According to a recent study, events geologists use to distinguish transitions between geological chapters in Earth’s story follow a hidden hierarchical pattern, one that could shed light on both past and future tumult.
“Geological time scales may look like tidy timelines in textbooks, but their boundaries tell a much more chaotic story,” says study co-author Andrej Spiridonov, a geologist and paleontologist at Vilnius University in Lithuania.
“Our findings show that what seemed like uneven noise is actually a key to understanding how our planet changes, and how far that change can go,” Spiridonov says.
Related: The Human Epoch Doesn’t Officially Exist. But We Know When It Began.
The history of our planet is full of upheavals, some dramatic enough to trigger whole new blocks of geological time. This includes changes between comparatively short divisions like ages and epochs, as well as much longer units of time like eras and eons.
The asteroid that decimated the dinosaurs 66 million years ago, for example, caused enough overall disruption to help conclude the Mesozoic Era and kick off the Cenozoic. The Cenozoic, which continues today, is further subdivided into three periods and at least seven epochs.
The processes driving these transitions are complicated, yielding variable intervals of relative stability punctuated by apparently unpredictable calamities of different types and magnitudes.
Yet there are signs this may be less capricious than it seems.
The new study focuses on the current Phanerozoic Eon, which dates back around 540 million years and includes the Cenozoic, Mesozoic, and Paleozoic eras. It’s one of Earth’s four eons so far, preceded by the Proterozoic, Archean, and Hadean.

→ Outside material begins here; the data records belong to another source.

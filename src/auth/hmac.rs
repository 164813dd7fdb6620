//! HMAC-SHA256 token signing.
//!
//! When a shared secret is configured, the API key is not sent alone: it is
//! accompanied by a signature computed with the secret over the key value.
//!
//! # Example
//!
//! ```rust
//! use sense_api::auth::hmac::compute_signature;
//!
//! let signature = compute_signature("message", "key");
//! assert_eq!(signature, "bp7ym3X//Ft6uuUn1Y/a2y/kLnIZARl2kXNDBl9Y7Uo=");
//! ```

use base64::engine::general_purpose::STANDARD;
use base64::Engine;
use hmac::{Hmac, Mac};
use sha2::Sha256;

type HmacSha256 = Hmac<Sha256>;

/// Computes an HMAC-SHA256 signature of `message` keyed by `secret`.
///
/// The signature is returned base64-encoded (RFC 4648 standard alphabet).
#[must_use]
#[allow(clippy::missing_panics_doc)] // HMAC accepts any key size, so this never panics
pub fn compute_signature(message: &str, secret: &str) -> String {
    let mut mac =
        HmacSha256::new_from_slice(secret.as_bytes()).expect("HMAC can take key of any size");
    mac.update(message.as_bytes());
    STANDARD.encode(mac.finalize().into_bytes())
}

Spiridonov and his colleagues used time divisions established by the International Commission on Stratigraphy, but also analyzed boundaries based on stratigraphic ranges of marine animals and on ancient taxa such as conodonts, ammonoids, graptolites, and calcareous nanoplankton.

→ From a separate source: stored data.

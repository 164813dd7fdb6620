//! HTTP-specific error types for the Sen.se API client.
//!
//! - [`HttpResponseError`]: Non-2xx HTTP responses from the API
//! - [`InvalidHttpRequestError`]: When a request fails validation before sending
//! - [`HttpError`]: Unified error type encompassing all HTTP-related errors
//!
//! # Example
//!
//! ```rust,ignore
//! use sense_api::clients::HttpError;
//!
//! match Node::retrieve(&client, Some("abc"), None).await {
//!     Ok(node) => println!("Found: {node}"),
//!     Err(ResourceError::Http(HttpError::Response(e))) => {
//!         println!("API error {}: {}", e.code, e.body);
//!     }
//!     Err(e) => println!("Other error: {e}"),
//! }
//! ```

use thiserror::Error;

/// Error returned when the API answers with a non-2xx status.
///
/// Carries the status code and the raw (JSON-parsed) body unchanged.
///
/// # Example
///
/// ```rust
/// use sense_api::clients::HttpResponseError;
/// use serde_json::json;
///
/// let error = HttpResponseError {
///     code: 404,
///     body: json!({"detail": "Not found."}),
/// };
/// assert!(error.to_string().contains("404"));
/// ```
#[derive(Debug, Error, Clone, PartialEq)]
#[error("HTTP {code}: {body}")]
pub struct HttpResponseError {
    /// The HTTP status code of the response.
    pub code: u16,
    /// The response body.
    pub body: serde_json::Value,
}

/// Error returned when an HTTP request fails validation.
#[derive(Debug, Error, Clone, PartialEq, Eq)]
pub enum InvalidHttpRequestError {
    /// A request body was provided without specifying the body type.
    #[error("Cannot set a body without also setting body_type.")]
    MissingBodyType,

    /// A POST or PUT request was made without a body.
    #[error("Cannot use {method} without specifying data.")]
    MissingBody {
        /// The HTTP method that requires a body.
        method: String,
    },

    /// A form-encoded body must be a JSON object.
    #[error("Form-encoded bodies must be JSON objects.")]
    FormBodyNotObject,
}

/// Unified error type for all HTTP-related errors.
#[derive(Debug, Error)]
pub enum HttpError {
    /// An HTTP response error (non-2xx status code).
    #[error(transparent)]
    Response(#[from] HttpResponseError),

    /// Request validation failed.
    #[error(transparent)]
    InvalidRequest(#[from] InvalidHttpRequestError),

    /// Network or connection error.
    #[error("Network error: {0}")]
    Network(#[from] reqwest::Error),
}

impl HttpError {
    /// Returns the HTTP status code when the error came from a response.
    #[must_use]
    pub const fn status(&self) -> Option<u16> {
        match self {
            Self::Response(e) => Some(e.code),
            _ => None,
        }
    }
}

The boundaries between time units consistently formed intriguing clusters, they found, separated by lengthy spans of relative calm.
This uneven distribution suggests a multifractal system, or one whose complex dynamics are dictated by a continuous spectrum of exponents.
“The intervals between key events in Earth’s history, from mass extinctions to evolutionary explosions, are not scattered completely evenly,” Spiridonov says. “They follow a multifractal logic that reveals how variability cascades through time.”
The researchers sought to estimate Earth’s ‘outer time scale,’ or the amount of time needed to reveal the breadth of our planet’s natural variability.
Based on their findings, they conclude this span is at least 500 million years.
“If we want to understand the full range of Earth’s behaviours, whether periods of calm or sudden global upheaval, we need geological records that cover at least half a billion years. And ideally, a billion,” Spiridonov says.
Studying shorter time scales may fail to convey the extremes our planet is capable of producing, the researchers warn.
Since all of human history has occurred within just a recent sliver of tranquility, a more robust grasp of Earth’s large-scale patterns would likely be valuable.
To help characterize the distribution of these time units and their boundaries, the researchers developed a new model, which they describe as a “compound multifractal-Poisson process.”
Their analysis points to a structure of stage-defining events nested hierarchically, forming a cascade of clusters within clusters.
“We now have mathematical evidence that Earth system changes are not just irregular,” Spiridonov says. “They are deeply structured and hierarchical.”
Beyond helping us understand what has already happened on Earth over the past 4.5 billion years or so, these findings – along with future research building upon them – could offer invaluable insight about what to expect in the future.
“This has huge implications not only for understanding Earth’s past,” Spiridonov says, “but also for how we model future planetary change.”
The study was published in Earth and Planetary Science Letters.